What goes in each log entry?
- Datetime - To the millisecond
- Thread Id
- Transaction or Session Id - Allows you to distinguish between transactions. In a distributed system, use the same transaction id across components.
- Source code location
- If error, Error Id
- A descriptive message - Take care to include the context. If this is a NumberFormatExecption, include the value that failed to parse as a number.
Too many debug logs are a code smell
I've worked on systems that had huge numbers of debug logs. They were all added by well-intentioned developers, but they cluttered both the source and log files. I think this may be symptomatic of a team that doesn't utilize unit testing and good debuggers sufficiently. Developers should consider removing the truly extraneous logs before check-in.
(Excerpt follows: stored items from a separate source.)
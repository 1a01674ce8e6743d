use std::collections::BTreeMap;
use std::env;
use std::fmt;
use std::fs;
use std::path::{Path, PathBuf};
use std::time::Duration;

use anyhow::{Context, Result};
use sentry::types::Dsn;
use serde::{Deserialize, Deserializer, de};
use tracing::level_filters::LevelFilter;
use url::Url;

use crate::refresh::Backoff;

/// Controls the log format
#[derive(Clone, Copy, Debug, Eq, PartialEq, Deserialize)]
#[serde(rename_all = "lowercase")]
pub enum LogFormat {
    /// Auto detect (pretty for tty, simplified for other)
    Auto,
    /// With colors
    Pretty,
    /// Simplified log output
    Simplified,
    /// Dump out JSON lines
    Json,
}

/// Controls the logging system.
#[derive(Clone, Debug, Deserialize)]
#[serde(default)]
pub struct Logging {
    /// The log level.
    #[serde(deserialize_with = "deserialize_level_filter")]
    pub level: LevelFilter,
    /// Controls the log format.
    pub format: LogFormat,
    /// When set to true, backtraces are forced on.
    pub enable_backtraces: bool,
}

impl Default for Logging {
    fn default() -> Self {
        Logging {
            level: LevelFilter::INFO,
            format: LogFormat::Auto,
            enable_backtraces: true,
        }
    }
}

/// Control the metrics.
#[derive(Clone, Debug, Deserialize)]
#[serde(default)]
pub struct Metrics {
    /// host/port of statsd instance
    pub statsd: Option<String>,
    /// The prefix that should be added to all metrics.
    pub prefix: String,
    /// A tag name to report the hostname to, for each metric. Defaults to not sending such a tag.
    pub hostname_tag: Option<String>,
    /// A tag name to report the environment to, for each metric. Defaults to not sending such a tag.
    pub environment_tag: Option<String>,
    /// A map containing custom tags and their values.
    ///
    /// These tags will be appended to every metric.
    pub custom_tags: BTreeMap<String, String>,
}

impl Default for Metrics {
    fn default() -> Self {
        Metrics {
            statsd: env::var("STATSD_SERVER").ok(),
            prefix: "metricator".into(),
            hostname_tag: None,
            environment_tag: None,
            custom_tags: BTreeMap::new(),
        }
    }
}

/// Where and how the dataset is fetched from.
#[derive(Clone, Debug, Deserialize)]
#[serde(default)]
pub struct SourceConfig {
    /// Base URL of the remote server. The dataset is read from `{url}/api/data`.
    pub url: Option<Url>,
    /// Bearer token sent with every request.
    ///
    /// Defaults to the `METRICATOR_SOURCE_TOKEN` environment variable.
    pub token: Option<String>,
    /// Upper bound for one fetch, including reading the body.
    #[serde(with = "humantime_serde")]
    pub timeout: Duration,
    /// The timeout for establishing a connection.
    #[serde(with = "humantime_serde")]
    pub connect_timeout: Duration,
}

impl Default for SourceConfig {
    fn default() -> Self {
        Self {
            url: None,
            token: env::var("METRICATOR_SOURCE_TOKEN").ok(),
            timeout: Duration::from_secs(600),
            connect_timeout: Duration::from_secs(5),
        }
    }
}

/// Cache entry settings.
#[derive(Clone, Debug, Deserialize, PartialEq, Eq)]
#[serde(default)]
pub struct CacheConfig {
    /// The key the dataset is stored under.
    pub dataset_key: String,
    /// How long a fetched payload stays fresh.
    #[serde(with = "humantime_serde")]
    pub ttl: Duration,
    /// Capacity of the in-memory store in bytes. Ignored when `cache_dir` is set.
    pub in_memory_capacity: u64,
}

impl Default for CacheConfig {
    fn default() -> Self {
        Self {
            dataset_key: "dataset".into(),
            ttl: Duration::from_secs(3600),
            in_memory_capacity: 512 * 1024 * 1024,
        }
    }
}

/// Background refresh settings.
#[derive(Clone, Debug, Deserialize)]
#[serde(default)]
pub struct RefreshConfig {
    /// Keys the scheduler refreshes periodically.
    pub tracked_keys: Vec<String>,
    /// Period of the scheduler.
    #[serde(with = "humantime_serde")]
    pub interval: Duration,
    /// Fire the first scheduler tick right away instead of after one `interval`.
    pub refresh_on_startup: bool,
    /// Total number of fetch attempts per job, including the first one.
    pub max_attempts: u32,
    /// Delay between failed attempts.
    pub backoff: Backoff,
    /// How long a refresh lease may be held before the scheduler reclaims it.
    ///
    /// When unset, it is derived from the fetch timeout and the retry policy.
    #[serde(with = "humantime_serde")]
    pub lease_ttl: Option<Duration>,
}

impl Default for RefreshConfig {
    fn default() -> Self {
        Self {
            tracked_keys: vec!["dataset".into()],
            interval: Duration::from_secs(3600),
            refresh_on_startup: false,
            max_attempts: 3,
            backoff: Backoff::default(),
            lease_ttl: None,
        }
    }
}

/// Metric task group settings.
#[derive(Clone, Debug, Deserialize, PartialEq, Eq)]
#[serde(default)]
pub struct TasksConfig {
    /// The maximum number of task groups computing at the same time.
    pub max_concurrent_groups: Option<usize>,
    /// How long a completed group can still be polled.
    #[serde(with = "humantime_serde")]
    pub poll_window: Duration,
    /// How often completed groups past their poll window are dropped.
    #[serde(with = "humantime_serde")]
    pub eviction_interval: Duration,
}

impl Default for TasksConfig {
    fn default() -> Self {
        Self {
            max_concurrent_groups: Some(200),
            poll_window: Duration::from_secs(90),
            eviction_interval: Duration::from_secs(30),
        }
    }
}

#[derive(Clone, Debug, Deserialize)]
#[serde(default)]
pub struct Config {
    /// Which directory to use when caching files.
    ///
    /// When unset, entries are kept in memory only.
    pub cache_dir: Option<PathBuf>,

    /// Host and port to bind the HTTP webserver to.
    pub bind: String,

    /// Configuration for internal logging.
    pub logging: Logging,

    /// Configuration for reporting metrics to a statsd instance.
    pub metrics: Metrics,

    /// DSN to report internal errors to
    pub sentry_dsn: Option<Dsn>,

    /// The remote data source.
    pub source: SourceConfig,

    /// Cache entry settings.
    pub cache: CacheConfig,

    /// Background refresh of cached keys.
    pub refresh: RefreshConfig,

    /// Metric task groups.
    pub tasks: TasksConfig,
}

impl Config {
    /// The lease TTL to use, derived from the fetch settings unless configured.
    ///
    /// The derived value covers every attempt timing out and waiting the longest backoff, twice.
    pub fn lease_ttl(&self) -> Duration {
        if let Some(ttl) = self.refresh.lease_ttl {
            return ttl;
        }
        let attempts = self.refresh.max_attempts.max(1);
        let longest_backoff = (1..=attempts)
            .map(|attempt| self.refresh.backoff.ceiling(attempt))
            .max()
            .unwrap_or_default();
        let per_attempt = self.source.timeout.saturating_add(longest_backoff);
        per_attempt.saturating_mul(attempts.saturating_mul(2))
    }

    /// Rejects settings that would break the background loops or every cache write.
    fn validate(&self) -> Result<()> {
        if self.cache.ttl.is_zero() {
            anyhow::bail!("cache.ttl must be positive");
        }
        if self.refresh.interval.is_zero() {
            anyhow::bail!("refresh.interval must be positive");
        }
        if self.tasks.eviction_interval.is_zero() {
            anyhow::bail!("tasks.eviction_interval must be positive");
        }
        Ok(())
    }
}

/// Checks if we are running in docker.
fn is_docker() -> bool {
    if fs::metadata("/.dockerenv").is_ok() {
        return true;
    }

    fs::read_to_string("/proc/self/cgroup")
        .map(|s| s.contains("/docker"))
        .unwrap_or(false)
}

/// Default value for the "bind" configuration.
fn default_bind() -> String {
    if is_docker() {
        // Docker images rely on this service being exposed
        "0.0.0.0:3021".to_owned()
    } else {
        "127.0.0.1:3021".to_owned()
    }
}

impl Default for Config {
    fn default() -> Self {
        Config {
            cache_dir: None,
            bind: default_bind(),
            logging: Logging::default(),
            metrics: Metrics::default(),
            sentry_dsn: None,
            source: SourceConfig::default(),
            cache: CacheConfig::default(),
            refresh: RefreshConfig::default(),
            tasks: TasksConfig::default(),
        }
    }
}

impl Config {
    pub fn get(path: Option<&Path>) -> Result<Self> {
        match path {
            Some(path) => Self::from_reader(
                fs::File::open(path).context("failed to open configuration file")?,
            ),
            None => Ok(Config::default()),
        }
    }

    pub fn from_reader(mut reader: impl std::io::Read) -> Result<Self> {
        let mut config = String::new();
        reader
            .read_to_string(&mut config)
            .context("failed reading config file")?;
        // check for empty files explicitly
        if config.trim().is_empty() {
            anyhow::bail!("config file empty");
        }
        let config: Self = serde_yaml::from_str(&config).context("failed to parse config YAML")?;
        config.validate().context("invalid configuration")?;
        Ok(config)
    }
}

#[derive(Debug)]
struct LevelFilterVisitor;

impl de::Visitor<'_> for LevelFilterVisitor {
    type Value = LevelFilter;

    fn expecting(&self, formatter: &mut fmt::Formatter) -> std::fmt::Result {
        write!(
            formatter,
            r#"one of the strings "off", "error", "warn", "info", "debug", or "trace""#
        )
    }

    fn visit_str<E>(self, v: &str) -> Result<Self::Value, E>
    where
        E: de::Error,
    {
        match v {
            "off" => Ok(LevelFilter::OFF),
            "error" => Ok(LevelFilter::ERROR),
            "warn" => Ok(LevelFilter::WARN),
            "info" => Ok(LevelFilter::INFO),
            "debug" => Ok(LevelFilter::DEBUG),
            "trace" => Ok(LevelFilter::TRACE),
            _ => Err(de::Error::unknown_variant(
                v,
                &["off", "error", "warn", "info", "debug", "trace"],
            )),
        }
    }
}

fn deserialize_level_filter<'de, D: Deserializer<'de>>(
    deserializer: D,
) -> Result<LevelFilter, D::Error> {
    deserializer.deserialize_str(LevelFilterVisitor)
}

#[cfg(test)]
mod tests {
    use super::*;
    use crate::refresh::BackoffStrategy;

    #[test]
    fn test_defaults() {
        let cfg = Config::get(None).unwrap();
        assert_eq!(cfg.cache, CacheConfig::default());
        assert_eq!(cfg.cache.ttl, Duration::from_secs(3600));
        assert_eq!(cfg.refresh.max_attempts, 3);
        assert_eq!(cfg.refresh.backoff.strategy, BackoffStrategy::Fixed);
        assert_eq!(cfg.refresh.backoff.delay, Duration::from_secs(60));
        assert_eq!(cfg.tasks, TasksConfig::default());
    }

    #[test]
    fn test_partial_sections() {
        let yaml = r#"
            source:
              url: http://localhost:8080
              timeout: 30s
            cache:
              ttl: 10m
            refresh:
              backoff:
                strategy: exponential
                delay: 1s
            tasks:
              max_concurrent_groups: null
        "#;
        let cfg = Config::from_reader(yaml.as_bytes()).unwrap();

        assert_eq!(
            cfg.source.url.as_ref().map(Url::as_str),
            Some("http://localhost:8080/")
        );
        assert_eq!(cfg.source.timeout, Duration::from_secs(30));
        assert_eq!(cfg.source.connect_timeout, Duration::from_secs(5));
        assert_eq!(cfg.cache.ttl, Duration::from_secs(600));
        assert_eq!(cfg.cache.dataset_key, "dataset");
        assert_eq!(cfg.refresh.backoff.strategy, BackoffStrategy::Exponential);
        assert_eq!(cfg.refresh.backoff.delay, Duration::from_secs(1));
        assert_eq!(cfg.refresh.backoff.max_delay, Duration::from_secs(600));
        assert_eq!(cfg.tasks.max_concurrent_groups, None);
        assert_eq!(cfg.tasks.poll_window, Duration::from_secs(90));
    }

    #[test]
    fn test_lease_ttl() {
        let yaml = r#"
            source:
              timeout: 10s
            refresh:
              max_attempts: 3
              backoff:
                strategy: exponential
                delay: 1s
                max_delay: 5s
        "#;
        let cfg = Config::from_reader(yaml.as_bytes()).unwrap();
        // attempts wait at most 1s, 2s and 4s
        assert_eq!(cfg.lease_ttl(), Duration::from_secs(84));

        // a fixed backoff waits `delay`, no matter the `max_delay`
        let yaml = r#"
            source:
              timeout: 10s
            refresh:
              max_attempts: 3
              backoff:
                delay: 1h
        "#;
        let cfg = Config::from_reader(yaml.as_bytes()).unwrap();
        assert_eq!(cfg.lease_ttl(), Duration::from_secs((10 + 3600) * 6));

        let yaml = r#"
            refresh:
              lease_ttl: 2m
        "#;
        let cfg = Config::from_reader(yaml.as_bytes()).unwrap();
        assert_eq!(cfg.lease_ttl(), Duration::from_secs(120));
    }

    #[test]
    fn test_empty_file() {
        assert!(Config::from_reader("  \n".as_bytes()).is_err());
    }

    #[test]
    fn test_zero_durations() {
        for yaml in [
            "cache:\n  ttl: 0s\n",
            "refresh:\n  interval: 0s\n",
            "tasks:\n  eviction_interval: 0s\n",
        ] {
            let err = Config::from_reader(yaml.as_bytes()).unwrap_err();
            assert!(
                format!("{err:#}").contains("must be positive"),
                "{yaml:?} was accepted"
            );
        }
    }

    #[test]
    fn test_level_filter() {
        let cfg = Config::from_reader("logging:\n  level: debug\n".as_bytes()).unwrap();
        assert_eq!(cfg.logging.level, LevelFilter::DEBUG);
        assert!(Config::from_reader("logging:\n  level: loud\n".as_bytes()).is_err());
    }
}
Logs are not a complete monitoring solution
Many aspects of the system should be visible to administrators without log analysis. Monitoring systems should be able to give them the current system state. Operational measures (e.g., counters and statistics over them) and Alarms are other ways to indicate system state. For example, an Alarm may indicate the connection to a back-end system is down. An Operational Measure can indicate how many times the connection has dropped in the last hour. Of course, it still might be appropriate to log the "connection down" event for auditing purposes.
What have I missed?
I'm a developer, though an experienced one who has shipped a number of servers. Admins, DevOps guys - what am I missing? What advice would you give developers about logging in enterprise-y environments?